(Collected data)
● ● ● ●
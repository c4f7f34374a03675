//! Scream: a short user-authored post.
//!
//! A scream with `id == 0` has not been stored yet. Storage assigns the id on
//! create; `date_created` is stamped at the same moment and never changes.

use chrono::{DateTime, Utc};
use serde::{Deserialize, Serialize};

use crate::{Error, Result, escape::escape_body};

/// A single post row.
#[derive(Debug, Clone, PartialEq, Eq, Serialize, Deserialize)]
#[serde(rename_all = "camelCase")]
pub struct Scream {
  pub id:            i64,
  pub body:          String,
  /// Author.
  pub user_id:       i64,
  /// Root scream of the thread; 0 when this scream is a root.
  pub parent_id:     i64,
  /// Scream being replied to; 0 when this is not a reply.
  pub reply_to_id:   i64,
  /// Application the scream was posted from.
  pub source_app_id: i64,
  pub total_views:   i64,
  pub date_created:  DateTime<Utc>,
  /// Set on every successful update; `None` until the first edit.
  pub date_edited:   Option<DateTime<Utc>>,
}

impl Scream {
  /// An unsaved scream by `user_id` with all linkage fields zeroed.
  pub fn new(user_id: i64, body: impl Into<String>) -> Self {
    Self {
      id: 0,
      body: body.into(),
      user_id,
      parent_id: 0,
      reply_to_id: 0,
      source_app_id: 0,
      total_views: 0,
      date_created: Utc::now(),
      date_edited: None,
    }
  }

  pub fn is_persisted(&self) -> bool { self.id > 0 }

  // ── Rules ─────────────────────────────────────────────────────────────────

  /// A scream may be created only if it has no id yet, a body and an author.
  pub fn check_create(&self) -> Result<()> {
    if self.id > 0 || is_blank(&self.body) || self.user_id < 1 {
      return Err(Error::InvalidScream);
    }
    Ok(())
  }

  /// Validate for creation, then escape the body and stamp `date_created`.
  pub fn prepare_create(mut self) -> Result<Self> {
    self.check_create()?;
    self.body = escape_body(&self.body);
    self.date_created = Utc::now();
    Ok(self)
  }

  pub fn check_update(&self) -> Result<()> {
    if self.id < 1 || is_blank(&self.body) || self.user_id < 1 {
      return Err(Error::InvalidScream);
    }
    Ok(())
  }
}

pub fn check_read(id: i64) -> Result<()> {
  if id < 1 {
    return Err(Error::InvalidScream);
  }
  Ok(())
}

pub fn check_delete(id: i64) -> Result<()> {
  if id < 1 {
    return Err(Error::InvalidScream);
  }
  Ok(())
}

pub(crate) fn is_blank(body: &str) -> bool { body.trim().is_empty() }

#[cfg(test)]
mod tests {
  use super::*;

  #[test]
  fn create_requires_body_and_author() {
    assert!(Scream::new(1, "hi").check_create().is_ok());
    assert!(matches!(
      Scream::new(1, "").check_create(),
      Err(Error::InvalidScream)
    ));
    assert!(Scream::new(1, "   ").check_create().is_err());
    assert!(Scream::new(0, "hi").check_create().is_err());
    assert!(Scream::new(-3, "hi").check_create().is_err());
  }

  #[test]
  fn create_rejects_persisted_scream() {
    let mut s = Scream::new(1, "hi");
    s.id = 7;
    assert!(s.check_create().is_err());
  }

  #[test]
  fn prepare_create_escapes_and_stamps() {
    let before = Utc::now();
    let s = Scream::new(1, "  <hi>  ").prepare_create().unwrap();
    assert_eq!(s.body, "&lt;hi&gt;");
    assert!(s.date_created >= before);
    assert_eq!(s.id, 0);
  }

  #[test]
  fn update_requires_id() {
    let mut s = Scream::new(1, "hi");
    assert!(s.check_update().is_err());
    s.id = 4;
    assert!(s.check_update().is_ok());
    s.body.clear();
    assert!(s.check_update().is_err());
  }

  #[test]
  fn read_and_delete_require_positive_id() {
    assert!(check_read(0).is_err());
    assert!(check_read(1).is_ok());
    assert!(check_delete(-1).is_err());
    assert!(check_delete(9).is_ok());
  }

  #[test]
  fn serialises_camel_case() {
    let json = serde_json::to_value(Scream::new(42, "hello")).unwrap();
    assert_eq!(json["userId"], 42);
    assert_eq!(json["replyToId"], 0);
    assert!(json["dateEdited"].is_null());
  }
}
//! The `ScreamStore` trait and supporting query types.
//!
//! Implemented by storage backends (e.g. `screams-store-sqlite`). The HTTP
//! layer depends on this abstraction, not on a concrete backend.

use std::{fmt::Display, future::Future};

use crate::{
  history::ScreamHistory,
  profile::UserProfile,
  scream::Scream,
};

// ─── Query type ──────────────────────────────────────────────────────────────

/// Ordering and paging for [`ScreamStore::get_user_screams`].
#[derive(Debug, Clone, Default, PartialEq, Eq)]
pub struct UserListQuery {
  /// Storage column to sort on, e.g. `"DateCreated"`.
  ///
  /// Not validated against the column set; the value reaches the SQL text
  /// as given.
  pub order_column:    Option<String>,
  /// `ASC` or `DESC`; defaults to `DESC` when `order_column` is set.
  pub order_direction: Option<String>,
  /// Paging is applied only when both `offset` and `limit` are set.
  pub offset:          Option<i64>,
  pub limit:           Option<i64>,
}

impl UserListQuery {
  /// `(offset, limit)` when both halves of the page are present.
  pub fn page(&self) -> Option<(i64, i64)> { self.offset.zip(self.limit) }
}

// ─── Failure collapsing ──────────────────────────────────────────────────────

/// Turn a failed read into an empty result after logging it.
///
/// Store methods report failures explicitly; handlers that must answer with
/// an empty list (or a zero, or "not found") on storage failure go through
/// this instead of matching on the error themselves.
pub trait OrLoggedDefault<T> {
  fn or_logged_default(self, context: &str) -> T;
}

impl<T, E> OrLoggedDefault<T> for Result<T, E>
where
  T: Default,
  E: Display,
{
  fn or_logged_default(self, context: &str) -> T {
    match self {
      Ok(v) => v,
      Err(e) => {
        tracing::error!(error = %e, "{context}");
        T::default()
      }
    }
  }
}

// ─── Trait ───────────────────────────────────────────────────────────────────

/// Abstraction over a Screams storage backend.
///
/// Lifecycle methods validate with the `check_*` rules in
/// [`crate::scream`] and [`crate::history`] before touching storage, so a
/// validation failure never issues a statement.
pub trait ScreamStore: Send + Sync {
  type Error: std::error::Error + Send + Sync + 'static;

  // ── Scream lifecycle ──────────────────────────────────────────────────

  /// Validate, escape and insert `scream`, returning it with its assigned id
  /// and creation time.
  fn create_scream(
    &self,
    scream: Scream,
  ) -> impl Future<Output = Result<Scream, Self::Error>> + Send + '_;

  /// Load a scream by id. Returns `None` if no such row exists.
  fn get_scream(
    &self,
    id: i64,
  ) -> impl Future<Output = Result<Option<Scream>, Self::Error>> + Send + '_;

  /// Persist new field values for a stored scream.
  ///
  /// The currently stored state is first copied into the history table. A
  /// failed snapshot is logged and does not stop the update. `date_edited`
  /// is stamped by the store.
  fn update_scream(
    &self,
    scream: Scream,
  ) -> impl Future<Output = Result<Scream, Self::Error>> + Send + '_;

  /// Remove a scream. No snapshot is taken.
  fn delete_scream(
    &self,
    id: i64,
  ) -> impl Future<Output = Result<(), Self::Error>> + Send + '_;

  // ── History ───────────────────────────────────────────────────────────

  /// Snapshot a stored scream into the history table.
  fn record_history<'a>(
    &'a self,
    scream: &'a Scream,
  ) -> impl Future<Output = Result<ScreamHistory, Self::Error>> + Send + 'a;

  /// All snapshots taken of `scream_id`, in storage order.
  fn get_scream_history(
    &self,
    scream_id: i64,
  ) -> impl Future<Output = Result<Vec<ScreamHistory>, Self::Error>> + Send + '_;

  // ── Per-user queries ──────────────────────────────────────────────────

  fn get_user_scream_count(
    &self,
    user_id: i64,
  ) -> impl Future<Output = Result<i64, Self::Error>> + Send + '_;

  fn get_user_screams<'a>(
    &'a self,
    user_id: i64,
    query: &'a UserListQuery,
  ) -> impl Future<Output = Result<Vec<Scream>, Self::Error>> + Send + 'a;

  // ── User profiles ─────────────────────────────────────────────────────

  /// Register a user. `password_hash` is an argon2 PHC string.
  fn add_user<'a>(
    &'a self,
    display_name: &'a str,
    password_hash: &'a str,
  ) -> impl Future<Output = Result<UserProfile, Self::Error>> + Send + 'a;

  /// Case-insensitive lookup by display name.
  fn profile_by_display_name<'a>(
    &'a self,
    display_name: &'a str,
  ) -> impl Future<Output = Result<Option<UserProfile>, Self::Error>> + Send + 'a;

  /// The profile and stored password hash for `display_name`, for
  /// credential checks.
  fn credentials_for<'a>(
    &'a self,
    display_name: &'a str,
  ) -> impl Future<Output = Result<Option<(UserProfile, String)>, Self::Error>>
  + Send
  + 'a;
}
● ● ● ●
YOUR INSTRUCTIONS
Among the lines above, count those containing the word "None" and give nothing but the result.

PROBLEM SOLUTION
3